Illuminé, François Couplan? Optimiste plutôt et les pieds bien sur terre... les mains aussi, tant qu’à faire! “ L’homme est fait pour se nourrir de plantes sauvages ”, précise-t-il, d’emblée. “ Il y a 10.000 ans, elles étaient la base de notre alimentation. Progressivement, on a fini par les considérer comme subalternes. Et aujourd’hui, le problème n’est pas qu’on ne connaît pas ces plantes, c’est qu’on ne les connaît plus ”.
Depuis des années, François Couplan s’attache à raviver notre mémoire ancestrale, grâce à ses “ balades cueillettes et ateliers de cuisine sauvage ”, comme celle organisée mardi à Tournai. Surprise toutefois: la destination ne sera pas la campagne, mais bien... la Plaine des Manœuvres! “ On peut y trouver tout ce qu’il faut pour notre repas de midi ”, promet François Couplan. “ Et, nous avons vérifié, la Ville n’y utilise plus de pesticides depuis longtemps”. Car se lancer dans la cuisine sauvage requiert des précautions dont celle de s’y connaître suffisamment pour éviter les intoxications. Exactement comme pour les champignons.

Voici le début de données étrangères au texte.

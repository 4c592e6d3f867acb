use serde::{Deserialize, Serialize};
use std::fs;
use std::path::{Path, PathBuf};
use thiserror::Error;

use crate::aggregator::SelectionPolicy;
use crate::writer::GenreFormat;

#[derive(Debug, Error)]
pub enum ConfigError {
    #[error("HOME environment variable not set")]
    NoHome,
    #[error("cannot read config file: {0}")]
    Io(#[from] std::io::Error),
    #[error("invalid config file: {0}")]
    Toml(#[from] toml::de::Error),
}

/// Options as written in the config file; unset options take their defaults
/// in [`Config::resolve`].
#[derive(Debug, Clone, Default, Serialize, Deserialize)]
pub struct Config {
    #[serde(skip_serializing_if = "Option::is_none")]
    pub genrecount: Option<usize>,

    #[serde(skip_serializing_if = "Option::is_none")]
    pub minvotes: Option<u32>,

    #[serde(skip_serializing_if = "Option::is_none")]
    pub fallback: Option<String>,

    #[serde(skip_serializing_if = "Option::is_none")]
    pub dynamiccount: Option<bool>,

    #[serde(skip_serializing_if = "Option::is_none")]
    pub dynamicdivider: Option<u32>,

    #[serde(skip_serializing_if = "Option::is_none")]
    pub artistfallback: Option<bool>,

    #[serde(skip_serializing_if = "Option::is_none")]
    pub replace: Option<bool>,

    #[serde(skip_serializing_if = "Option::is_none")]
    pub auto: Option<bool>,

    #[serde(skip_serializing_if = "Option::is_none")]
    pub separator: Option<String>,

    #[serde(skip_serializing_if = "Option::is_none")]
    pub titlecase: Option<bool>,

    #[serde(skip_serializing_if = "Option::is_none")]
    pub updatefrequency: Option<u32>,

    #[serde(skip_serializing_if = "Option::is_none")]
    pub whitelist: Option<PathBuf>,

    #[serde(skip_serializing_if = "Option::is_none")]
    pub library: Option<PathBuf>,

    #[serde(skip_serializing_if = "Option::is_none")]
    pub write: Option<bool>,
}

impl Config {
    /// State directory (~/.state/mbgenres)
    pub fn get_state_dir() -> Result<PathBuf, ConfigError> {
        let home = std::env::var("HOME").map_err(|_| ConfigError::NoHome)?;
        Ok(Path::new(&home).join(".state").join("mbgenres"))
    }

    /// Get the config file path (~/.state/mbgenres/config.toml)
    pub fn get_config_path() -> Result<PathBuf, ConfigError> {
        Ok(Self::get_state_dir()?.join("config.toml"))
    }

    /// Load config from the default path
    pub fn load() -> Result<Self, ConfigError> {
        Self::load_from(&Self::get_config_path()?)
    }

    /// Load config from `path`; a missing file yields an empty config
    pub fn load_from(path: &Path) -> Result<Self, ConfigError> {
        if !path.exists() {
            return Ok(Config::default());
        }

        let content = fs::read_to_string(path)?;
        let config: Config = toml::from_str(&content)?;
        Ok(config)
    }

    /// Fill in defaults for every unset option
    pub fn resolve(&self) -> Result<GenreSettings, ConfigError> {
        let whitelist = match &self.whitelist {
            Some(path) => path.clone(),
            None => Self::get_state_dir()?.join("tagwhitelist.txt"),
        };

        let library = match &self.library {
            Some(path) => path.clone(),
            None => Self::get_state_dir()?.join("library.json"),
        };

        Ok(GenreSettings {
            genre_count: self.genrecount.unwrap_or(5),
            min_votes: self.minvotes.unwrap_or(1),
            fallback: self.fallback.clone(),
            dynamic_count: self.dynamiccount.unwrap_or(true),
            dynamic_divider: self.dynamicdivider.unwrap_or(2),
            artist_fallback: self.artistfallback.unwrap_or(true),
            replace: self.replace.unwrap_or(false),
            auto: self.auto.unwrap_or(false),
            separator: self.separator.clone().unwrap_or_else(|| ";".to_string()),
            title_case: self.titlecase.unwrap_or(false),
            update_frequency: self.updatefrequency.unwrap_or(7),
            whitelist,
            library,
            write: self.write.unwrap_or(true),
        })
    }
}

/// Effective settings, fixed for the lifetime of a run.
#[derive(Debug, Clone, PartialEq, Eq)]
pub struct GenreSettings {
    pub genre_count: usize,
    pub min_votes: u32,
    pub fallback: Option<String>,
    pub dynamic_count: bool,
    pub dynamic_divider: u32,
    pub artist_fallback: bool,
    pub replace: bool,
    pub auto: bool,
    pub separator: String,
    pub title_case: bool,
    /// Days before a fetched genre is considered stale
    pub update_frequency: u32,
    pub whitelist: PathBuf,
    pub library: PathBuf,
    pub write: bool,
}

impl Default for GenreSettings {
    fn default() -> Self {
        GenreSettings {
            genre_count: 5,
            min_votes: 1,
            fallback: None,
            dynamic_count: true,
            dynamic_divider: 2,
            artist_fallback: true,
            replace: false,
            auto: false,
            separator: ";".to_string(),
            title_case: false,
            update_frequency: 7,
            whitelist: PathBuf::from("tagwhitelist.txt"),
            library: PathBuf::from("library.json"),
            write: true,
        }
    }
}

impl GenreSettings {
    pub fn policy(&self) -> SelectionPolicy {
        SelectionPolicy {
            genre_count: self.genre_count,
            dynamic_count: self.dynamic_count,
            dynamic_divider: self.dynamic_divider,
        }
    }

    pub fn format(&self) -> GenreFormat {
        GenreFormat {
            separator: self.separator.clone(),
            title_case: self.title_case,
        }
    }

    /// Print the settings in a human-readable format
    pub fn print(&self, title: &str) {
        println!("{}:", title);
        println!("  Genre count:        {}", self.genre_count);
        println!("  Minimum votes:      {}", self.min_votes);
        println!("  Fallback genre:     {}", self.fallback.as_deref().unwrap_or("(none)"));
        println!("  Dynamic count:      {}", if self.dynamic_count { "enabled" } else { "disabled" });
        println!("  Dynamic divider:    {}", self.dynamic_divider);
        println!("  Artist fallback:    {}", if self.artist_fallback { "enabled" } else { "disabled" });
        println!("  Replace genres:     {}", if self.replace { "yes" } else { "no (merge)" });
        println!("  Run on import:      {}", if self.auto { "yes" } else { "no" });
        println!("  Separator:          {:?}", self.separator);
        println!("  Title case:         {}", if self.title_case { "yes" } else { "no" });
        println!("  Update frequency:   {} days", self.update_frequency);
        println!("  Tag whitelist:      {}", self.whitelist.display());
        println!("  Library:            {}", self.library.display());
        println!("  Write tags:         {}", if self.write { "yes" } else { "no" });
    }
}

Dirigée par François Couplan, la recherche de mauvaises herbes est tout simplement captivante. L’ethnobotaniste s’arrête partout, trouve dans des endroits insoupçonnés (une jardinière, un parterre privé ou une butte peu engageante de prime abord) de quoi nourrir tout son petit monde. “ Ne cherchez pas le nom ”, dit-il à son auditoire. “ Observez, laissez parler vos sens... et surtout, n’oubliez pas que vous êtes en face d’un être vivant. Une plante, c’est cela avant tout! ” Bien sûr, l’exercice passe aussi par la dégustation... avec plus ou moins de réussite. La tanaisie, par exemple, laisse en bouche un sacré drôle de goût qui sème le doute quant à son utilisation future dans “ un cake au chocolat ”, annonce François Couplan. “ Vous verrez, le mélange est génial ”. En chemin, les participants apprennent à goûter: là, une tige, ailleurs une feuille ou une fleur... mais aussi à ouvrir les yeux et surtout à ne pas perdre une miette des nombreuses anecdotes que connaît François Couplan sur les plantes et leurs usages. “ Oui, techniquement, on pourrait ne se nourrir que de plantes
”, confirme l’expert. “ Mais ce n’est pas le but. L’objectif, c’est plutôt de prendre conscience de leur diversité, même en ville. Puis, de faire le point sur ses propres besoins... ”
Les paniers bien garnis, le groupe met ensuite le cap sur les cuisines. Et une petite heure plus tard, passe à table. Verdict de la dégustation: surprenant! Tout ce vert dans les assiettes est original en tout cas. Et à défaut de devenir herbivores, les participants ont appris de quoi étonner lors de futurs dîners. “ Vous reprendrez bien un toast à la tapenade d’orties, elles viennent du jardin ”...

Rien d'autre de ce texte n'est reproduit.